The benefactor founded Dolby Noise Reduction, Dolby Surround, and successor audio signal processing technologies, which have revolutionised the audio quality of music, motion pictures, and television worldwide.

The Dolby family gift is the largest philanthropic donation ever made to UK science and will support Ray Dolby’s alma mater; he gained his PhD there in 1961.

Some £75m of the donation is for the new Cavendish building which is expected to open in 2022. It will be named the Ray Dolby Centre. The £10m balance will go to set up up the new research group there, further details about which are awaited.

The group, which will be led by a new endowed Ray Dolby Professorship, will build on and further strengthen the Cavendish Laboratory’s status and impact as one of the greatest centres of physics research in the world.

Ray Dolby (pictured above), who died in 2013 at the age of 80, came to Cambridge as a Marshall Scholar in 1957. Besides doing his PhD at the Cavendish he was a student and later a Fellow of Pembroke College.

He founded Dolby Laboratories in London in 1965 and invented the Dolby System, an analogue audio encoding system that forever improved the quality of recorded sound. He moved the company in 1976 to San Francisco, where it has been headquartered ever since.

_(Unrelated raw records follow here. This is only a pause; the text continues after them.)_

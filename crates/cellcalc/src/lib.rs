//! # cellcalc
//!
//! A spreadsheet formula calculation engine.
//!
//! cellcalc compiles Excel-style formulas, evaluates them against an
//! in-memory workbook and keeps calculated values cached until an edit
//! makes them stale.
//!
//! ## Features
//!
//! - Excel-compatible operators, coercions and error values
//! - Array literals and element-wise broadcasting
//! - Math, statistical, logical, text, date and conditional-aggregate functions
//! - Dependency tracking with minimal recalculation after edits
//! - Circular reference detection, with optional iterative calculation
//! - Workbook- and sheet-scoped named ranges
//!
//! ## Example
//!
//! ```rust
//! use cellcalc::prelude::*;
//!
//! let mut sheet = Spreadsheet::new();
//! sheet.set_cell_value(0, "A1", "apple").unwrap();
//! sheet.set_cell_value(0, "A2", "pear").unwrap();
//! sheet.set_cell_value(0, "B1", 3.0).unwrap();
//! sheet.set_cell_value(0, "B2", 4.0).unwrap();
//! sheet.set_cell_formula(0, "C1", "=SUMIF(A1:A2, \"p*\", B1:B2)").unwrap();
//!
//! assert_eq!(sheet.calculated_value(0, "C1").unwrap(), FormulaValue::Number(4.0));
//! ```

pub mod calculation;
pub mod prelude;

// Re-export calculation types
pub use calculation::{CalculationEngine, CalculationOptions, CalculationStats, Spreadsheet};

// Re-export core types
pub use cellcalc_core::{
    CellAddress, CellError, CellRange, CellValue, Error, NameScope, NamedRange, Result,
    SharedString, Workbook, Worksheet, MAX_COLS, MAX_ROWS, MAX_SHEET_NAME_LEN,
};

// Re-export formula types
pub use cellcalc_formula::{
    evaluate, evaluate_formula, parse_formula, tokenize, CacheBackend, CellKey, Compatibility,
    Criterion, EngineConfig, EvaluationContext, FormulaError, FormulaExpr, FormulaResult,
    FormulaValue, Grid, HttpClient, HttpError, Locale, MemoryCache, Program,
};
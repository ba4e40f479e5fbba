//! Stored cell content and the error kinds shared with the formula engine

use std::fmt;
use std::sync::Arc;

/// Raw content of a storage cell
///
/// Formula cells only hold their text here; computed values live in the
/// calculation engine's cache, not in storage.
#[derive(Debug, Clone, PartialEq, Default)]
pub enum CellValue {
    /// Blank cell
    #[default]
    Empty,

    /// TRUE / FALSE
    Boolean(bool),

    /// Numeric value (dates are serial numbers)
    Number(f64),

    /// Text value
    String(SharedString),

    /// Literal error value (#N/A typed into a cell, for instance)
    Error(CellError),

    /// Formula source, always stored with its leading '='
    Formula {
        /// Formula text (e.g., "=SUM(A1:A10)")
        text: String,
    },
}

impl CellValue {
    /// Create a new string value
    pub fn string<S: Into<String>>(s: S) -> Self {
        CellValue::String(SharedString::new(s.into()))
    }

    /// Create a formula value, adding the leading '=' when missing
    pub fn formula<S: Into<String>>(text: S) -> Self {
        let text = text.into();
        let text = if text.starts_with('=') {
            text
        } else {
            format!("={}", text)
        };
        CellValue::Formula { text }
    }

    pub fn is_empty(&self) -> bool {
        matches!(self, CellValue::Empty)
    }

    pub fn is_formula(&self) -> bool {
        matches!(self, CellValue::Formula { .. })
    }

    pub fn is_error(&self) -> bool {
        matches!(self, CellValue::Error(_))
    }

    /// Numeric view of a literal (booleans count as 0/1)
    pub fn as_number(&self) -> Option<f64> {
        match self {
            CellValue::Number(n) => Some(*n),
            CellValue::Boolean(b) => Some(if *b { 1.0 } else { 0.0 }),
            _ => None,
        }
    }

    pub fn as_string(&self) -> Option<&str> {
        match self {
            CellValue::String(s) => Some(s.as_str()),
            _ => None,
        }
    }

    /// Get the formula text if this is a formula cell
    pub fn formula_text(&self) -> Option<&str> {
        match self {
            CellValue::Formula { text } => Some(text),
            _ => None,
        }
    }

    /// Get the type name for error messages
    pub fn type_name(&self) -> &'static str {
        match self {
            CellValue::Empty => "empty",
            CellValue::Boolean(_) => "boolean",
            CellValue::Number(_) => "number",
            CellValue::String(_) => "string",
            CellValue::Error(_) => "error",
            CellValue::Formula { .. } => "formula",
        }
    }
}

impl fmt::Display for CellValue {
    fn fmt(&self, f: &mut fmt::Formatter<'_>) -> fmt::Result {
        match self {
            CellValue::Empty => Ok(()),
            CellValue::Boolean(b) => f.write_str(if *b { "TRUE" } else { "FALSE" }),
            CellValue::Number(n) => write!(f, "{}", n),
            CellValue::String(s) => f.write_str(s.as_str()),
            CellValue::Error(e) => write!(f, "{}", e),
            CellValue::Formula { text } => f.write_str(text),
        }
    }
}

impl From<bool> for CellValue {
    fn from(b: bool) -> Self {
        CellValue::Boolean(b)
    }
}

impl From<i32> for CellValue {
    fn from(n: i32) -> Self {
        CellValue::Number(n as f64)
    }
}

impl From<i64> for CellValue {
    fn from(n: i64) -> Self {
        CellValue::Number(n as f64)
    }
}

impl From<f64> for CellValue {
    fn from(n: f64) -> Self {
        CellValue::Number(n)
    }
}

impl From<&str> for CellValue {
    fn from(s: &str) -> Self {
        CellValue::string(s)
    }
}

impl From<String> for CellValue {
    fn from(s: String) -> Self {
        CellValue::string(s)
    }
}

impl From<CellError> for CellValue {
    fn from(e: CellError) -> Self {
        CellValue::Error(e)
    }
}

/// Excel error values
///
/// Errors are ordinary data: they flow through operators and functions the
/// same way numbers do.
#[derive(Debug, Clone, Copy, PartialEq, Eq, Hash)]
#[cfg_attr(feature = "serde", derive(serde::Serialize, serde::Deserialize))]
pub enum CellError {
    /// #NULL! - Empty intersection
    Null,
    /// #DIV/0! - Division by zero
    Div0,
    /// #VALUE! - Wrong type of argument or operand
    Value,
    /// #REF! - Invalid cell reference
    Ref,
    /// #NAME? - Unrecognized function or name
    Name,
    /// #NUM! - Invalid numeric value
    Num,
    /// #N/A - Value not available
    Na,
    /// #SPILL! - Array result cannot spill
    Spill,
    /// #CALC! - Calculation error, including circular references
    Calc,
}

impl CellError {
    /// Every error kind, in display order
    pub const ALL: [CellError; 9] = [
        CellError::Null,
        CellError::Div0,
        CellError::Value,
        CellError::Ref,
        CellError::Name,
        CellError::Num,
        CellError::Na,
        CellError::Spill,
        CellError::Calc,
    ];

    /// Get the display string for this error
    pub fn as_str(&self) -> &'static str {
        match self {
            CellError::Null => "#NULL!",
            CellError::Div0 => "#DIV/0!",
            CellError::Value => "#VALUE!",
            CellError::Ref => "#REF!",
            CellError::Name => "#NAME?",
            CellError::Num => "#NUM!",
            CellError::Na => "#N/A",
            CellError::Spill => "#SPILL!",
            CellError::Calc => "#CALC!",
        }
    }

    /// Parse an error literal (case-insensitive)
    pub fn parse(s: &str) -> Option<Self> {
        Self::ALL
            .iter()
            .copied()
            .find(|e| e.as_str().eq_ignore_ascii_case(s))
    }
}

impl fmt::Display for CellError {
    fn fmt(&self, f: &mut fmt::Formatter<'_>) -> fmt::Result {
        f.write_str(self.as_str())
    }
}

/// Reference-counted text shared between storage and computed values
#[derive(Clone, PartialEq, Eq, Hash)]
pub struct SharedString(Arc<str>);

impl SharedString {
    pub fn new<S: AsRef<str>>(s: S) -> Self {
        SharedString(Arc::from(s.as_ref()))
    }

    pub fn as_str(&self) -> &str {
        &self.0
    }

    pub fn len(&self) -> usize {
        self.0.len()
    }

    pub fn is_empty(&self) -> bool {
        self.0.is_empty()
    }
}

impl fmt::Debug for SharedString {
    fn fmt(&self, f: &mut fmt::Formatter<'_>) -> fmt::Result {
        write!(f, "{:?}", self.0)
    }
}

impl fmt::Display for SharedString {
    fn fmt(&self, f: &mut fmt::Formatter<'_>) -> fmt::Result {
        f.write_str(&self.0)
    }
}

impl AsRef<str> for SharedString {
    fn as_ref(&self) -> &str {
        &self.0
    }
}

impl From<&str> for SharedString {
    fn from(s: &str) -> Self {
        SharedString::new(s)
    }
}

impl From<String> for SharedString {
    fn from(s: String) -> Self {
        SharedString::new(s)
    }
}

#[cfg(test)]
mod tests {
    use super::*;
    use pretty_assertions::assert_eq;

    #[test]
    fn test_cell_value_conversions() {
        assert_eq!(CellValue::from(42), CellValue::Number(42.0));
        assert_eq!(CellValue::from(true), CellValue::Boolean(true));
        assert_eq!(CellValue::from("hello").as_string(), Some("hello"));
        assert_eq!(CellValue::Boolean(true).as_number(), Some(1.0));
        assert_eq!(CellValue::string("x").as_number(), None);
    }

    #[test]
    fn test_formula_gets_leading_equals() {
        assert_eq!(CellValue::formula("A1+1").formula_text(), Some("=A1+1"));
        assert_eq!(CellValue::formula("=A1+1").formula_text(), Some("=A1+1"));
    }

    #[test]
    fn test_error_literals_parse() {
        for error in CellError::ALL {
            assert_eq!(CellError::parse(error.as_str()), Some(error));
        }
        assert_eq!(CellError::parse("#n/a"), Some(CellError::Na));
        assert_eq!(CellError::parse("#calc!"), Some(CellError::Calc));
        assert_eq!(CellError::parse("#GETTING_DATA"), None);
    }

    #[test]
    fn test_cell_error_display() {
        assert_eq!(CellError::Div0.to_string(), "#DIV/0!");
        assert_eq!(CellError::Name.to_string(), "#NAME?");
        assert_eq!(CellError::Spill.to_string(), "#SPILL!");
    }
}
//! # cellcalc-core
//!
//! Core data structures for the cellcalc formula engine.
//!
//! This crate provides the types every other layer shares:
//! - [`CellValue`] - raw cell content (literals and formula text)
//! - [`CellError`] - Excel error kinds (`#DIV/0!`, `#N/A`, ...)
//! - [`CellAddress`] and [`CellRange`] - A1-style addressing
//! - [`Workbook`], [`Worksheet`] - minimal in-memory storage
//!
//! ## Example
//!
//! ```rust
//! use cellcalc_core::{CellValue, Workbook};
//!
//! let mut workbook = Workbook::new();
//! let sheet = workbook.worksheet_mut(0).unwrap();
//!
//! sheet.set_cell_value("A1", 42.0).unwrap();
//! sheet.set_cell_formula("B1", "=A1*2").unwrap();
//!
//! assert_eq!(sheet.get_value("A1").unwrap(), CellValue::Number(42.0));
//! ```

pub mod cell;
pub mod error;
pub mod named_range;
pub mod workbook;
pub mod worksheet;

pub use cell::{CellAddress, CellError, CellRange, CellValue, SharedString};
pub use error::{Error, Result};
pub use named_range::{NameScope, NamedRange, NamedRangeCollection};
pub use workbook::Workbook;
pub use worksheet::Worksheet;

/// Maximum number of rows in a worksheet (Excel limit)
pub const MAX_ROWS: u32 = 1_048_576;

/// Maximum number of columns in a worksheet (Excel limit)
pub const MAX_COLS: u16 = 16_384;

/// Maximum length of a sheet name
pub const MAX_SHEET_NAME_LEN: usize = 31;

The new Cavendish Laboratory will be its third home since its founding in 1874 and was first announced by the UK Government in its 2015 Spending Review. It promised a £75 million investment in the Cavendish, which has been confirmed this week, helping maintain Britain’s position at the forefront of physical sciences research. 

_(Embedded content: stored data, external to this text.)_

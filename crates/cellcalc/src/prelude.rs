//! Prelude module - common imports for cellcalc users
//!
//! ```rust
//! use cellcalc::prelude::*;
//! ```

pub use crate::{
    // Calculation types
    CalculationEngine,
    CalculationOptions,
    CalculationStats,
    CacheBackend,
    CellAddress,
    CellError,
    CellKey,
    CellRange,
    CellValue,
    Compatibility,
    EngineConfig,
    // Error types
    Error,
    FormulaError,
    FormulaValue,
    Grid,
    HttpClient,
    HttpError,
    Locale,
    MemoryCache,
    Program,
    Result,
    Spreadsheet,
    Workbook,
    Worksheet,
};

The funding will be delivered by the Engineering and Physical Sciences Research Council. Work on the new facility is expected to begin in 2019.

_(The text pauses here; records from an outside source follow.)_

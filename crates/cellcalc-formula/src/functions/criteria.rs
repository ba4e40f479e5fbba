//! Criteria matching for COUNTIF, SUMIF, AVERAGEIF and the *IFS family
//!
//! A criterion is a value, optionally written as text with a leading
//! comparison operator:
//! - `5`, `TRUE`, `#N/A`: equality
//! - `">=10"`, `"<>0"`, `"<b"`: comparison against the rest of the text,
//!   which is read as a number, boolean or error literal when it looks like
//!   one
//! - `"a*"`, `"?at"`: `*` matches any run of characters, `?` exactly one
//! - `""` (or a blank cell): matches blanks and empty text

use std::cmp::Ordering;

use cellcalc_core::CellError;
use lazy_regex::regex_captures;

use crate::value::{parse_number, FormulaValue};

/// Comparison applied by a criterion
#[derive(Debug, Clone, Copy, PartialEq, Eq)]
pub enum CriterionOp {
    Equal,
    NotEqual,
    LessThan,
    LessEqual,
    GreaterThan,
    GreaterEqual,
}

impl CriterionOp {
    fn from_prefix(prefix: &str) -> Self {
        match prefix {
            "<>" => CriterionOp::NotEqual,
            "<=" => CriterionOp::LessEqual,
            ">=" => CriterionOp::GreaterEqual,
            "<" => CriterionOp::LessThan,
            ">" => CriterionOp::GreaterThan,
            _ => CriterionOp::Equal,
        }
    }

    fn accepts(self, ordering: Ordering) -> bool {
        match self {
            CriterionOp::Equal => ordering == Ordering::Equal,
            CriterionOp::NotEqual => ordering != Ordering::Equal,
            CriterionOp::LessThan => ordering == Ordering::Less,
            CriterionOp::LessEqual => ordering != Ordering::Greater,
            CriterionOp::GreaterThan => ordering == Ordering::Greater,
            CriterionOp::GreaterEqual => ordering != Ordering::Less,
        }
    }
}

/// Parsed criterion: `op` applied against `operand`
#[derive(Debug, Clone, PartialEq)]
pub struct Criterion {
    op: CriterionOp,
    operand: FormulaValue,
    wildcard: bool,
}

impl Criterion {
    pub fn new(op: CriterionOp, operand: FormulaValue) -> Self {
        let wildcard = matches!(&operand, FormulaValue::String(s) if s.contains(['*', '?']));
        Self {
            op,
            operand,
            wildcard,
        }
    }

    /// Read a criterion argument; a grid criterion uses its top-left value
    pub fn parse(value: &FormulaValue) -> Self {
        match value {
            FormulaValue::Array(grid) => Self::parse(grid.top_left()),
            FormulaValue::Empty => Self::new(CriterionOp::Equal, FormulaValue::String(String::new())),
            FormulaValue::String(text) => Self::parse_text(text),
            other => Self::new(CriterionOp::Equal, other.clone()),
        }
    }

    fn parse_text(text: &str) -> Self {
        let (prefix, rest) = match regex_captures!(r"^(<>|<=|>=|<|>|=)?(.*)$"s, text) {
            Some((_, prefix, rest)) => (prefix, rest),
            None => ("", text),
        };

        let operand = if let Some(n) = parse_number(rest) {
            FormulaValue::Number(n)
        } else if rest.eq_ignore_ascii_case("TRUE") {
            FormulaValue::Boolean(true)
        } else if rest.eq_ignore_ascii_case("FALSE") {
            FormulaValue::Boolean(false)
        } else if let Some(e) = CellError::parse(rest) {
            FormulaValue::Error(e)
        } else {
            FormulaValue::String(rest.to_string())
        };

        Self::new(CriterionOp::from_prefix(prefix), operand)
    }

    pub fn op(&self) -> CriterionOp {
        self.op
    }

    pub fn operand(&self) -> &FormulaValue {
        &self.operand
    }

    pub fn is_wildcard(&self) -> bool {
        self.wildcard
    }

    /// Test one cell value
    pub fn matches(&self, value: &FormulaValue) -> bool {
        match self.op {
            CriterionOp::Equal => self.equals(value),
            CriterionOp::NotEqual => !self.equals(value),
            op => match self.order(value) {
                Some(ordering) => op.accepts(ordering),
                None => false,
            },
        }
    }

    fn equals(&self, value: &FormulaValue) -> bool {
        match (&self.operand, value) {
            (FormulaValue::String(pattern), _) if pattern.is_empty() => match value {
                FormulaValue::Empty => true,
                FormulaValue::String(s) => s.is_empty(),
                _ => false,
            },
            (FormulaValue::String(pattern), FormulaValue::String(s)) => {
                if self.wildcard {
                    wildcard_match(&pattern.to_lowercase(), &s.to_lowercase())
                } else {
                    pattern.to_lowercase() == s.to_lowercase()
                }
            }
            (FormulaValue::Number(a), FormulaValue::Number(b)) => same_number(*a, *b),
            (FormulaValue::Boolean(a), FormulaValue::Boolean(b)) => a == b,
            (FormulaValue::Error(a), FormulaValue::Error(b)) => a == b,
            _ => false,
        }
    }

    /// Ordering of `value` relative to the operand, when both have the same type
    fn order(&self, value: &FormulaValue) -> Option<Ordering> {
        match (value, &self.operand) {
            (FormulaValue::Number(v), FormulaValue::Number(o)) => v.partial_cmp(o),
            (FormulaValue::String(v), FormulaValue::String(o)) => {
                Some(v.to_lowercase().cmp(&o.to_lowercase()))
            }
            (FormulaValue::Boolean(v), FormulaValue::Boolean(o)) => Some(v.cmp(o)),
            _ => None,
        }
    }
}

/// Match with wildcards: `*` any run of characters, `?` a single character
pub fn wildcard_match(pattern: &str, text: &str) -> bool {
    let pattern: Vec<char> = pattern.chars().collect();
    let text: Vec<char> = text.chars().collect();

    let mut pi = 0;
    let mut ti = 0;
    let mut star: Option<(usize, usize)> = None;

    while ti < text.len() {
        if pi < pattern.len() && (pattern[pi] == '?' || pattern[pi] == text[ti]) {
            pi += 1;
            ti += 1;
        } else if pi < pattern.len() && pattern[pi] == '*' {
            star = Some((pi, ti));
            pi += 1;
        } else if let Some((star_pi, star_ti)) = star {
            // let the last star swallow one more character
            pi = star_pi + 1;
            ti = star_ti + 1;
            star = Some((star_pi, star_ti + 1));
        } else {
            return false;
        }
    }

    pattern[pi..].iter().all(|&c| c == '*')
}

/// Equal to 15 significant digits, whatever the magnitude
fn same_number(a: f64, b: f64) -> bool {
    a == b || (a - b).abs() <= 1e-15 * a.abs().max(b.abs())
}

Thanks to this exceptional gift from the Dolby estate, the university has now surpassed the £1 billion milestone in its current £2bn fundraising campaign.

This is the second generous gift to Cambridge from the Dolby family, who donated £35 million to Pembroke College in 2015. The Dolby family is now the largest donor to the fundraising campaign and the second-largest donor to the university in its 808-year history.

Cambridge vice-chancellor Professor Stephen Toope said: “This unparalleled gift is a fitting tribute to Ray Dolby’s legacy, who changed the way the world listened; his research paved the way for an entire industry.

“A century from now, we can only speculate on which discoveries will alter the way we live our lives and which new industries will have been born in the Cavendish Laboratory – in large part thanks to this extraordinarily generous gift.”

Professor Andy Parker, head of the Cavendish Laboratory, added: “The Ray Dolby Centre will complete the development of the new Cavendish Laboratory. 

“In addition to serving as a home for physics research at Cambridge, it will be a top-class facility for the nation. This extremely generous gift from the Dolby family is the most significant investment in physics research in generations and a truly transformational gift in Cambridge’s history.”